Otóż, widna w moim Dualu 1226 nie działa prawidłowo, ale nie przeszkadzało mi to bo w automacie ramię opada powoli, jednak znalazłem trochę czasu i postanowiłem dokończyć po kilku miesiącach zaczętą robotę - nabyłem CX-80, rozebrałem, wyczyściłem, nasmarowałem i nic, ramię nadal "atakuje" płytę z prędkością światła. Doszedłem do wniosku, że poprzedni właściciel wymienił sprężynę na mocniejszą więc postanowiłem ją nieco skrócić i po tym winda zaczęła opadać powoli, ale wtedy bolec nie odbijał do końca i w efekcie nacisk igły był nieprawidłowy, igła zaczęła przeskakiwać i temu podobne. Sprężynę nieco rozciągnąłem, ale winda znowu opada za szybko, więc znowu nieco skróciłem, nieco ścisnąłem, ale wtedy nie odbijała do końca i po kilku takich operacjach nie mam już sprężyny
W skrócie - nie mogę utrafić z długością sprężyny tak. aby winda działała prawidłowo, zawsze wychodzą mi skrajne efekty.
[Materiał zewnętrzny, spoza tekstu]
//! Structural edits and bulk operations.
//!
//! Cells are remapped by coordinate only: formula text is never rewritten,
//! so a formula reading `A5` keeps reading `A5` after a row is inserted
//! above it. Every operation recomputes affected formulas before returning.

use std::collections::{BTreeMap, HashSet};

use tabula_engine::engine::{Cell, CellRef, Value, coerce_literal, format_number};
use tracing::debug;

use super::Sheet;
use crate::error::Result;

/// Dimension for row/column operations
#[derive(Copy, Clone, Debug)]
enum Dimension {
    Row,
    Column,
}

impl Dimension {
    fn get_coord(&self, cell_ref: &CellRef) -> usize {
        match self {
            Dimension::Row => cell_ref.row,
            Dimension::Column => cell_ref.col,
        }
    }

    fn with_coord(&self, cell_ref: &CellRef, coord: usize) -> CellRef {
        match self {
            Dimension::Row => CellRef::new(coord, cell_ref.col),
            Dimension::Column => CellRef::new(cell_ref.row, coord),
        }
    }
}

impl Sheet {
    fn sizes_mut(&mut self, dim: Dimension) -> (&mut Vec<u32>, u32) {
        match dim {
            Dimension::Row => (&mut self.row_heights, self.config.default_row_height),
            Dimension::Column => (&mut self.column_widths, self.config.default_column_width),
        }
    }

    fn take_cells_from(&mut self, dim: Dimension, from: usize) -> Vec<(CellRef, Cell)> {
        let moving: Vec<CellRef> = self
            .grid
            .iter()
            .filter(|entry| dim.get_coord(entry.key()) >= from)
            .map(|entry| *entry.key())
            .collect();
        moving
            .into_iter()
            .filter_map(|cell_ref| self.grid.remove(&cell_ref))
            .collect()
    }

    /// Generic insert operation for row or column
    fn insert_dimension(&mut self, dim: Dimension, at: usize) {
        let moved = self.take_cells_from(dim, at);
        let count = moved.len();
        for (cell_ref, cell) in moved {
            let Some(coord) = dim.get_coord(&cell_ref).checked_add(1) else {
                debug!(cell = %cell_ref, "pushed past the last addressable index, dropped");
                continue;
            };
            self.grid.insert(dim.with_coord(&cell_ref, coord), cell);
        }

        let (sizes, default) = self.sizes_mut(dim);
        if at < sizes.len() {
            sizes.insert(at, default);
            sizes.pop();
        }

        debug!(?dim, at, moved = count, "inserted");
        self.recalculate_all();
    }

    /// Generic delete operation for row or column
    fn delete_dimension(&mut self, dim: Dimension, at: usize) {
        let moved = self.take_cells_from(dim, at);
        let mut removed = 0usize;
        for (cell_ref, cell) in moved {
            let coord = dim.get_coord(&cell_ref);
            if coord == at {
                removed += 1;
                continue;
            }
            self.grid.insert(dim.with_coord(&cell_ref, coord - 1), cell);
        }

        let (sizes, default) = self.sizes_mut(dim);
        if at < sizes.len() {
            sizes.remove(at);
            sizes.push(default);
        }

        debug!(?dim, at, removed, "deleted");
        self.recalculate_all();
    }

    /// Insert an empty row before zero-based `at_row`.
    pub fn insert_row(&mut self, at_row: usize) {
        self.insert_dimension(Dimension::Row, at_row);
    }

    /// Delete zero-based `at_row`, moving later rows up.
    pub fn delete_row(&mut self, at_row: usize) {
        self.delete_dimension(Dimension::Row, at_row);
    }

    /// Insert an empty column before zero-based `at_col`.
    pub fn insert_column(&mut self, at_col: usize) {
        self.insert_dimension(Dimension::Column, at_col);
    }

    /// Delete zero-based `at_col`, moving later columns left.
    pub fn delete_column(&mut self, at_col: usize) {
        self.delete_dimension(Dimension::Column, at_col);
    }

    /// Remove later rows of a range whose raw values repeat an earlier row.
    ///
    /// Rows are compared by the raw text of each cell in the range, left to
    /// right, with missing cells as empty text. A duplicate row loses every
    /// stored cell on that row, including cells outside the range; nothing
    /// shifts. Returns the number of duplicate rows found.
    pub fn remove_duplicates(&mut self, first: &str, last: &str) -> Result<usize> {
        let range = self.range_between(first, last)?;

        let mut rows: BTreeMap<usize, Vec<CellRef>> = BTreeMap::new();
        for cell_ref in range.cells() {
            rows.entry(cell_ref.row).or_default().push(cell_ref);
        }

        let mut seen: HashSet<Vec<String>> = HashSet::new();
        let mut duplicates = HashSet::new();
        for (row, refs) in &rows {
            let signature: Vec<String> = refs
                .iter()
                .map(|cell_ref| {
                    self.grid
                        .get(cell_ref)
                        .map(|cell| cell.raw.clone())
                        .unwrap_or_default()
                })
                .collect();
            if !seen.insert(signature) {
                duplicates.insert(*row);
            }
        }

        let removed: Vec<CellRef> = self
            .grid
            .iter()
            .map(|entry| *entry.key())
            .filter(|cell_ref| duplicates.contains(&cell_ref.row))
            .collect();
        for cell_ref in &removed {
            self.grid.remove(cell_ref);
        }

        debug!(range = %range, rows = duplicates.len(), cells = removed.len(), "removed duplicates");
        self.propagate_from(&removed);
        Ok(duplicates.len())
    }

    /// Replace every literal occurrence of `find` in the raw text of cells in
    /// a range. Text values are replaced the same way; numeric values are
    /// replaced in their display form and coerced again. The stored formula
    /// is left as it was. Returns the number of cells changed.
    pub fn find_and_replace(
        &mut self,
        first: &str,
        last: &str,
        find: &str,
        replace: &str,
    ) -> Result<usize> {
        let range = self.range_between(first, last)?;
        if find.is_empty() {
            return Ok(0);
        }

        let mut changed = Vec::new();
        for cell_ref in range.cells() {
            let Some(mut cell) = self.grid.get_mut(&cell_ref) else {
                continue;
            };
            if !cell.raw.contains(find) {
                continue;
            }
            cell.raw = cell.raw.replace(find, replace);
            let computed = match &cell.computed {
                Value::Text(text) => Value::Text(text.replace(find, replace)),
                Value::Number(n) => coerce_literal(&format_number(*n).replace(find, replace)),
                other => other.clone(),
            };
            cell.computed = computed;
            changed.push(cell_ref);
        }

        debug!(range = %range, find, replace, cells = changed.len(), "replaced");
        self.propagate_from(&changed);
        Ok(changed.len())
    }
}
"Baryłka" od regulacji wysokości ramienia jest pęknięta, ale naprawiłem ją kawałkiem druta, zresztą pomimo pęknięcia regulacja działała prawidłowo.
Bolec oraz tuleję bolca porządne czyściłem izopropanolem, przed nałożeniem smaru silikonowego Cx-80.
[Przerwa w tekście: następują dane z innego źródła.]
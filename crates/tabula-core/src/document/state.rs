use crate::config::SheetConfig;
use crate::error::Result;
use std::collections::{HashMap, HashSet};
use tabula_engine::builtins::FunctionRegistry;
use tabula_engine::engine::{Cell, CellRef, Grid, extract_dependencies};

use super::Clipboard;

/// UI-agnostic state of a single sheet.
///
/// All mutating operations run to completion before returning, so callers
/// only ever observe fully recomputed values.
pub struct Sheet {
    /// Sparse cell storage; absent cells are empty.
    pub(crate) grid: Grid,
    /// Functions available to formulas.
    pub(crate) functions: FunctionRegistry,
    pub(crate) config: SheetConfig,
    /// Per-row heights, always `config.rows` long.
    pub(crate) row_heights: Vec<u32>,
    /// Per-column widths, always `config.columns` long.
    pub(crate) column_widths: Vec<u32>,
    pub(crate) clipboard: Option<Clipboard>,
}

/// Parse a label, mapping failures to [`SheetError::InvalidAddress`](crate::SheetError).
pub(crate) fn parse_address(label: &str) -> Result<CellRef> {
    Ok(label.parse::<CellRef>()?)
}

impl Sheet {
    /// Create a sheet with the default configuration and built-in functions.
    pub fn new() -> Self {
        Self::build(SheetConfig::default(), FunctionRegistry::default())
    }

    /// Create a sheet with custom dimensions.
    pub fn with_config(config: SheetConfig) -> Result<Self> {
        Self::with_functions(config, FunctionRegistry::default())
    }

    /// Create a sheet with custom dimensions and function set.
    pub fn with_functions(config: SheetConfig, functions: FunctionRegistry) -> Result<Self> {
        config.validate()?;
        Ok(Self::build(config, functions))
    }

    fn build(config: SheetConfig, functions: FunctionRegistry) -> Self {
        Sheet {
            grid: Grid::new(),
            functions,
            row_heights: vec![config.default_row_height; config.rows],
            column_widths: vec![config.default_column_width; config.columns],
            config,
            clipboard: None,
        }
    }

    pub fn config(&self) -> &SheetConfig {
        &self.config
    }

    pub fn functions(&self) -> &FunctionRegistry {
        &self.functions
    }

    /// Mutable access for registering extra functions. Existing computed
    /// values are not refreshed until their cells recompute.
    pub fn functions_mut(&mut self) -> &mut FunctionRegistry {
        &mut self.functions
    }

    /// Get a copy of the cell at `address`, or a default empty cell.
    pub fn get_cell(&self, address: &str) -> Result<Cell> {
        let at = parse_address(address)?;
        Ok(self.cell_at(&at).unwrap_or_default())
    }

    /// The stored cell at `at`, if any.
    pub fn cell_at(&self, at: &CellRef) -> Option<Cell> {
        self.grid.get(at).map(|entry| entry.value().clone())
    }

    /// Display text of the computed value at `address`.
    pub fn display(&self, address: &str) -> Result<String> {
        let at = parse_address(address)?;
        Ok(self
            .grid
            .get(&at)
            .map(|entry| entry.computed.as_text())
            .unwrap_or_default())
    }

    /// Number of stored (non-default) cells.
    pub fn len(&self) -> usize {
        self.grid.len()
    }

    pub fn is_empty(&self) -> bool {
        self.grid.is_empty()
    }

    /// Addresses of all stored cells in row-major order.
    pub fn addresses(&self) -> Vec<CellRef> {
        let mut refs: Vec<CellRef> = self.grid.iter().map(|entry| *entry.key()).collect();
        refs.sort_unstable();
        refs
    }

    pub fn row_height(&self, row: usize) -> Option<u32> {
        self.row_heights.get(row).copied()
    }

    pub fn column_width(&self, col: usize) -> Option<u32> {
        self.column_widths.get(col).copied()
    }

    /// Set a row height. Rows outside the grid are ignored.
    pub fn set_row_height(&mut self, row: usize, height: u32) {
        if let Some(slot) = self.row_heights.get_mut(row) {
            *slot = height;
        }
    }

    /// Set a column width. Columns outside the grid are ignored.
    pub fn set_column_width(&mut self, col: usize, width: u32) {
        if let Some(slot) = self.column_widths.get_mut(col) {
            *slot = width;
        }
    }

    /// Reverse dependency map: cell -> formula cells that read it.
    /// Derived from formula text on every call.
    pub(crate) fn dependents_index(&self) -> HashMap<CellRef, Vec<CellRef>> {
        let mut index: HashMap<CellRef, Vec<CellRef>> = HashMap::new();
        for entry in self.grid.iter() {
            if let Some(formula) = &entry.formula {
                for dep in extract_dependencies(formula) {
                    index.entry(dep).or_default().push(*entry.key());
                }
            }
        }
        index
    }

    /// Every cell that transitively reads one of `sources`, excluding the sources.
    pub(crate) fn transitive_dependents(&self, sources: &[CellRef]) -> HashSet<CellRef> {
        let index = self.dependents_index();
        let origin: HashSet<CellRef> = sources.iter().copied().collect();
        let mut found = HashSet::new();
        let mut to_process = sources.to_vec();
        while let Some(cell_ref) = to_process.pop() {
            for dep in index.get(&cell_ref).into_iter().flatten() {
                if !origin.contains(dep) && found.insert(*dep) {
                    to_process.push(*dep);
                }
            }
        }
        found
    }
}

impl Default for Sheet {
    fn default() -> Self {
        Self::new()
    }
}

impl std::fmt::Debug for Sheet {
    fn fmt(&self, f: &mut std::fmt::Formatter<'_>) -> std::fmt::Result {
        f.debug_struct("Sheet")
            .field("cells", &self.grid.len())
            .field("config", &self.config)
            .field("functions", &self.functions)
            .finish()
    }
}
Zatem czy ktoś posiada może wyraźne zdjęcie owej sprężyny tak abym mógł policzyć zwoje i mniej więcej długość sprężyny?? Wiem, że pytanie może wydawać się kuriozalne, ale jestem już nieco zmęczony rozbieraniem windy i próbach ze sprężynami. A może coś pominąłem?